Discarica a San Cataldo, scatta nuovo sequestro dopo la mancata bonifica

Il Noe ha apposto i sigilli a un'area demaniale di tremila metri quadrati, sulla quale erano accatastati 15mila metri cubi di rifiuti. I militari si erano già recati nella marina leccese, nel 2008 e poi nel mese di dicembre scorso, ma il terreno non è mai stato liberato dai detriti. L'Arma sta continuando a recuperare documenti dal Comune di Lecce

Un militare del Noe, durante il sequestro

SAN CATALDO (Lecce) – Un’area demaniale di circa tremila metri quadrati è stata posta sotto sequestro preventivo d’urgenza, nel corso della mattinata. I carabinieri del Noe, il Nucleo operativo ecologico, guidati dal maggiore Nicola Candido, hanno infatti apposto i sigilli al terreno a San Cataldo, sul quale erano stati abbandonati 15mila metri cubi di rifiuti di ogni genere. Dalle alghe miste a sabbia, a materiali plastici e legnami. E non è tutto.

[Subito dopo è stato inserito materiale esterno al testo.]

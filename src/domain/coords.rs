//! Mapping between board squares and display row/column indices.
//!
//! Row 0 / column 0 is the top-left corner of the rendered board. With the
//! normal orientation that is a8; flipped, both axes are mirrored and it is h1.

use shakmaty::{File, Rank, Square};

use crate::domain::PieceColor;
use crate::error::ClientError;

/// Which side of the board is drawn at the bottom
#[derive(Clone, Copy, PartialEq, Eq, Debug, Default)]
pub enum Orientation {
    /// White at the bottom
    #[default]
    Normal,
    /// Black at the bottom
    Flipped,
}

impl Orientation {
    /// The local player always sits at the bottom of the board
    pub fn for_player(color: PieceColor) -> Self {
        match color {
            PieceColor::White => Orientation::Normal,
            PieceColor::Black => Orientation::Flipped,
        }
    }

    pub fn is_flipped(self) -> bool {
        self == Orientation::Flipped
    }

    fn real(self, index: usize) -> usize {
        match self {
            Orientation::Normal => index,
            Orientation::Flipped => 7 - index,
        }
    }
}

/// Convert display row/col to a square
pub fn to_square(row: usize, col: usize, orientation: Orientation) -> Result<Square, ClientError> {
    if row > 7 || col > 7 {
        return Err(ClientError::InvalidCoordinate(format!("row {} col {}", row, col)));
    }
    let row = orientation.real(row);
    let col = orientation.real(col);
    let file = File::new(col as u32);
    let rank = Rank::new(7 - row as u32); // row 0 = rank 8
    Ok(Square::from_coords(file, rank))
}

/// Convert a square to display row/col
pub fn to_indices(square: Square, orientation: Orientation) -> (usize, usize) {
    let row = 7 - usize::from(square.rank());
    let col = usize::from(square.file());
    (orientation.real(row), orientation.real(col))
}

/// Parse "e2"-style square text
pub fn parse_square(text: &str) -> Result<Square, ClientError> {
    text.trim()
        .parse::<Square>()
        .map_err(|_| ClientError::InvalidCoordinate(text.to_string()))
}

Assieme a decine di pneumatici, anche batterie esaurite. I residui, tutti provenienti dalle operazioni di dragaggio del canale di accesso alla darsena del porticciolo turistico della marina leccese, sono stati in più occasioni oggetto di malcontento da parte di numerosi cittadini.

L’area aveva già i riflettori puntati del Noe da diverso tempo.  I carabinieri erano intervenuti sia nel 2008,  sia nel mese di aprile dello scorso anno. Non essendo mai stata bonificata,  nonostante fossero stati rimossi i sigilli del sequestro per agevolare le operazioni, sulla banchina sono al momento presenti, oltre ai rifiuti rinvenuti in passato, anche quelli asportati dal fondo del canale negli interventi di due mesi addietro. Del sequestro è stata informata l’autorità giudiziaria, la quale provvederà con eventuali, ulteriori misure.foto 1-12-23

Gli interventi di pulizia e rimozione dei detriti nel canale erano stati avviati dall’amministrazione locale del capoluogo salentino nel mese di dicembre del 2013. Le indagini condotte dall’Arma hanno portato, negli ultimi due mesi, all’acquisizione di documenti presso gli uffici competenti di Palazzo Carafa. Alcune fasi di verifica sono ancora in corso. Ulteriori accertamenti consentiranno agli inquirenti di stabilire e addebitare le responsabilità per il reato di gestione illecita di rifiuti speciali pericolosi e non pericolosi.